Health Care Leaders Say New Medical District Will Not Drive Up Costs
By Jillian Petrus, Reporter
CEDAR RAPIDS, Iowa - The rising cost of health care has been a contested issue this election season.
Just two years ago the Institute for Healthcare Improvement recognized Cedar Rapids as a city that has affordable, quality care.
But will that change with the city's development of a medical district? Typically, we think of competition as a good thing in any business market. However, health care experts say that's not always the case, particularly when you have a lot of competition in a small area.
So, can this new medical district fit into the community without overwhelming it?
Project leaders say it can.
"I think each of us as providers are trying to turn our attention to how are we actively trying to drive the cost of care down," said Ted Townsend, CEO of St. Luke's Hospital and Board Chair with the Self Supporting Municipal Improvement District. "The medical district is all about creating an attractive experience for people to get their health care in Cedar Rapids."
The medical district will take up 50-square blocks and includes St. Luke's Hospital, Mercy Medical Center and the Physicians clinic of Iowa.
"We're a perfect community for this," said CEO of Mercy Medical Center, Tim Charles. "The fact that you have two major medical complexes this close together allows us to do something that many communities of our size would only dream of doing."
But as recently as 2011, area cancer treatment facilities questioned the "over saturation" of certain specialized medical services offered in Cedar Rapids.

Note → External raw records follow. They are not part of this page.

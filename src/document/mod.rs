//! In-memory arrangement document, shaped after the Rocksmith 2014 song XML.
//!
//! Field order is the element order of the written document; attributes are the
//! fields renamed with a leading `@` and always come before child elements.

pub mod assembler;
pub mod counted;
pub mod writer;

use crate::document::counted::{Counted, Unused};
use serde::Serialize;

pub const DOCUMENT_VERSION: u8 = 8;

#[derive(Debug, Clone, PartialEq, Serialize)]
#[serde(rename = "song", rename_all = "camelCase")]
pub struct SongDocument {
    #[serde(rename = "@version")]
    pub version: u8,
    pub title: String,
    pub arrangement: String,
    #[serde(rename = "wavefilepath")]
    pub wave_file_path: String,
    pub part: u8,
    pub offset: f64,
    pub cent_offset: i32,
    pub song_length: f64,
    pub internal_name: String,
    pub song_name_sort: String,
    pub start_beat: f64,
    pub average_tempo: f64,
    pub tuning: Tuning,
    pub capo: u8,
    pub artist_name: String,
    pub artist_name_sort: String,
    pub album_name: String,
    pub album_name_sort: String,
    pub album_year: String,
    pub album_art: String,
    pub crowd_speed: u8,
    pub arrangement_properties: ArrangementProperties,
    pub last_conversion_date_time: String,
    pub tone_base: String,
    #[serde(rename = "toneA")]
    pub tone_a: String,
    #[serde(rename = "toneB")]
    pub tone_b: String,
    #[serde(rename = "toneC")]
    pub tone_c: String,
    #[serde(rename = "toneD")]
    pub tone_d: String,
    pub tones: Counted<ToneNode>,
    pub phrases: Counted<PhraseNode>,
    pub phrase_iterations: Counted<PhraseIterationNode>,
    pub new_linked_diffs: Counted<Unused>,
    pub linked_diffs: Counted<Unused>,
    pub phrase_properties: Counted<Unused>,
    pub chord_templates: Counted<ChordTemplateNode>,
    pub fret_hand_mute_templates: Counted<Unused>,
    pub ebeats: Counted<EbeatNode>,
    pub sections: Counted<SectionNode>,
    pub events: Counted<Unused>,
    pub transcription_track: LevelNode,
    pub levels: Counted<LevelNode>,
}

#[derive(Debug, Default, Clone, PartialEq, Eq, Serialize)]
pub struct Tuning {
    #[serde(rename = "@string0")]
    pub string0: i32,
    #[serde(rename = "@string1")]
    pub string1: i32,
    #[serde(rename = "@string2")]
    pub string2: i32,
    #[serde(rename = "@string3")]
    pub string3: i32,
    #[serde(rename = "@string4")]
    pub string4: i32,
    #[serde(rename = "@string5")]
    pub string5: i32,
}

/// Arrangement feature flags, 0 or 1.
#[derive(Debug, Default, Clone, PartialEq, Eq, Serialize)]
pub struct ArrangementProperties {
    #[serde(rename = "@represent")]
    pub represent: u8,
    #[serde(rename = "@bonusArr")]
    pub bonus_arr: u8,
    #[serde(rename = "@standardTuning")]
    pub standard_tuning: u8,
    #[serde(rename = "@nonStandardChords")]
    pub non_standard_chords: u8,
    #[serde(rename = "@barreChords")]
    pub barre_chords: u8,
    #[serde(rename = "@powerChords")]
    pub power_chords: u8,
    #[serde(rename = "@dropDPower")]
    pub drop_d_power: u8,
    #[serde(rename = "@openChords")]
    pub open_chords: u8,
    #[serde(rename = "@fingerPicking")]
    pub finger_picking: u8,
    #[serde(rename = "@pickDirection")]
    pub pick_direction: u8,
    #[serde(rename = "@doubleStops")]
    pub double_stops: u8,
    #[serde(rename = "@palmMutes")]
    pub palm_mutes: u8,
    #[serde(rename = "@harmonics")]
    pub harmonics: u8,
    #[serde(rename = "@pinchHarmonics")]
    pub pinch_harmonics: u8,
    #[serde(rename = "@hopo")]
    pub hopo: u8,
    #[serde(rename = "@tremolo")]
    pub tremolo: u8,
    #[serde(rename = "@slides")]
    pub slides: u8,
    #[serde(rename = "@unpitchedSlides")]
    pub unpitched_slides: u8,
    #[serde(rename = "@bends")]
    pub bends: u8,
    #[serde(rename = "@tapping")]
    pub tapping: u8,
    #[serde(rename = "@vibrato")]
    pub vibrato: u8,
    #[serde(rename = "@fretHandMutes")]
    pub fret_hand_mutes: u8,
    #[serde(rename = "@slapPop")]
    pub slap_pop: u8,
    #[serde(rename = "@twoFingerPicking")]
    pub two_finger_picking: u8,
    #[serde(rename = "@fifthsAndOctaves")]
    pub fifths_and_octaves: u8,
    #[serde(rename = "@syncopation")]
    pub syncopation: u8,
    #[serde(rename = "@bassPick")]
    pub bass_pick: u8,
    #[serde(rename = "@sustain")]
    pub sustain: u8,
    #[serde(rename = "@pathLead")]
    pub path_lead: u8,
    #[serde(rename = "@pathRhythm")]
    pub path_rhythm: u8,
    #[serde(rename = "@pathBass")]
    pub path_bass: u8,
}

#[derive(Debug, Clone, PartialEq, Serialize)]
pub struct ToneNode {
    #[serde(rename = "@time")]
    pub time: f64,
    #[serde(rename = "@id")]
    pub id: u32,
}

#[derive(Debug, Clone, PartialEq, Eq, Serialize)]
pub struct PhraseNode {
    #[serde(rename = "@disparity")]
    pub disparity: u8,
    #[serde(rename = "@ignore")]
    pub ignore: u8,
    #[serde(rename = "@maxDifficulty")]
    pub max_difficulty: u8,
    #[serde(rename = "@name")]
    pub name: String,
    #[serde(rename = "@solo")]
    pub solo: u8,
}

#[derive(Debug, Clone, PartialEq, Serialize)]
pub struct PhraseIterationNode {
    #[serde(rename = "@time")]
    pub time: f64,
    #[serde(rename = "@phraseId")]
    pub phrase_id: u32,
    #[serde(rename = "@variation")]
    pub variation: String,
}

/// Frets and fingers per string, -1 for unused strings.
#[derive(Debug, Clone, PartialEq, Eq, Serialize)]
pub struct ChordTemplateNode {
    #[serde(rename = "@chordName")]
    pub chord_name: String,
    #[serde(rename = "@displayName")]
    pub display_name: String,
    #[serde(rename = "@finger0")]
    pub finger0: i8,
    #[serde(rename = "@finger1")]
    pub finger1: i8,
    #[serde(rename = "@finger2")]
    pub finger2: i8,
    #[serde(rename = "@finger3")]
    pub finger3: i8,
    #[serde(rename = "@finger4")]
    pub finger4: i8,
    #[serde(rename = "@finger5")]
    pub finger5: i8,
    #[serde(rename = "@fret0")]
    pub fret0: i8,
    #[serde(rename = "@fret1")]
    pub fret1: i8,
    #[serde(rename = "@fret2")]
    pub fret2: i8,
    #[serde(rename = "@fret3")]
    pub fret3: i8,
    #[serde(rename = "@fret4")]
    pub fret4: i8,
    #[serde(rename = "@fret5")]
    pub fret5: i8,
}

#[derive(Debug, Clone, PartialEq, Serialize)]
pub struct EbeatNode {
    #[serde(rename = "@time")]
    pub time: f64,
    #[serde(rename = "@measure")]
    pub measure: i32,
}

#[derive(Debug, Clone, PartialEq, Serialize)]
pub struct SectionNode {
    #[serde(rename = "@name")]
    pub name: String,
    #[serde(rename = "@number")]
    pub number: u32,
    #[serde(rename = "@startTime")]
    pub start_time: f64,
}

#[derive(Debug, Clone, PartialEq, Serialize)]
#[serde(rename_all = "camelCase")]
pub struct LevelNode {
    #[serde(rename = "@difficulty")]
    pub difficulty: i32,
    pub notes: Counted<NoteNode>,
    pub chords: Counted<ChordNode>,
    pub fret_hand_mutes: Counted<Unused>,
    pub anchors: Counted<AnchorNode>,
    pub hand_shapes: Counted<HandShapeNode>,
}

#[derive(Debug, Clone, PartialEq, Serialize)]
pub struct BendValueNode {
    #[serde(rename = "@time")]
    pub time: f64,
    #[serde(rename = "@step")]
    pub step: f64,
}

#[derive(Debug, Clone, PartialEq, Serialize)]
pub struct NoteNode {
    #[serde(rename = "@time")]
    pub time: f64,
    #[serde(rename = "@linkNext")]
    pub link_next: u8,
    #[serde(rename = "@accent")]
    pub accent: u8,
    #[serde(rename = "@bend")]
    pub bend: u8,
    #[serde(rename = "@fret")]
    pub fret: u8,
    #[serde(rename = "@hammerOn")]
    pub hammer_on: u8,
    #[serde(rename = "@harmonic")]
    pub harmonic: u8,
    #[serde(rename = "@hopo")]
    pub hopo: u8,
    #[serde(rename = "@ignore")]
    pub ignore: u8,
    #[serde(rename = "@leftHand")]
    pub left_hand: i8,
    #[serde(rename = "@mute")]
    pub mute: u8,
    #[serde(rename = "@palmMute")]
    pub palm_mute: u8,
    #[serde(rename = "@pluck")]
    pub pluck: i8,
    #[serde(rename = "@pullOff")]
    pub pull_off: u8,
    #[serde(rename = "@slap")]
    pub slap: i8,
    #[serde(rename = "@slideTo")]
    pub slide_to: i8,
    #[serde(rename = "@string")]
    pub string: u8,
    #[serde(rename = "@sustain")]
    pub sustain: f64,
    #[serde(rename = "@tremolo")]
    pub tremolo: u8,
    #[serde(rename = "@harmonicPinch")]
    pub harmonic_pinch: u8,
    #[serde(rename = "@pickDirection")]
    pub pick_direction: u8,
    #[serde(rename = "@rightHand")]
    pub right_hand: i8,
    #[serde(rename = "@slideUnpitchTo")]
    pub slide_unpitch_to: i8,
    #[serde(rename = "@tap")]
    pub tap: u8,
    #[serde(rename = "@vibrato")]
    pub vibrato: u8,
    /// Always present on single notes, absent on chord notes
    #[serde(rename = "bendValues", skip_serializing_if = "Option::is_none")]
    pub bend_values: Option<Counted<BendValueNode>>,
}

#[derive(Debug, Clone, PartialEq, Serialize)]
pub struct ChordNode {
    #[serde(rename = "@time")]
    pub time: f64,
    #[serde(rename = "@linkNext")]
    pub link_next: u8,
    #[serde(rename = "@accent")]
    pub accent: u8,
    #[serde(rename = "@chordId")]
    pub chord_id: u32,
    #[serde(rename = "@fretHandMute")]
    pub fret_hand_mute: u8,
    #[serde(rename = "@highDensity")]
    pub high_density: u8,
    #[serde(rename = "@ignore")]
    pub ignore: u8,
    #[serde(rename = "@palmMute")]
    pub palm_mute: u8,
    #[serde(rename = "@hopo")]
    pub hopo: u8,
    #[serde(rename = "@strum")]
    pub strum: String,
    /// Written inline, without a counted wrapper
    #[serde(rename = "chordNote")]
    pub chord_notes: Vec<NoteNode>,
}

#[derive(Debug, Clone, PartialEq, Serialize)]
pub struct AnchorNode {
    #[serde(rename = "@time")]
    pub time: f64,
    #[serde(rename = "@fret")]
    pub fret: u8,
    #[serde(rename = "@width")]
    pub width: f64,
}

#[derive(Debug, Clone, PartialEq, Serialize)]
pub struct HandShapeNode {
    #[serde(rename = "@chordId")]
    pub chord_id: u32,
    #[serde(rename = "@endTime")]
    pub end_time: f64,
    #[serde(rename = "@startTime")]
    pub start_time: f64,
}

Centers in Waterloo, Iowa City and Mercy Medical asked that St. Luke's be denied a "Certificate of Need" to purchase a piece of equipment used for radiation treatments. The various centers stated they felt the tool would be an unnecessary duplication of services already provided by their facilities.
However, Cedar Rapids health care leaders maintain that the new medical district will not drive up health care costs. The goal, they say, is not to compete but instead create a selling point for the city.
"We're much more about trying to all be on the same team even as competitors to try and attract people to our community," said Townsend, "We wan to make this as great of an experience for people as they can have."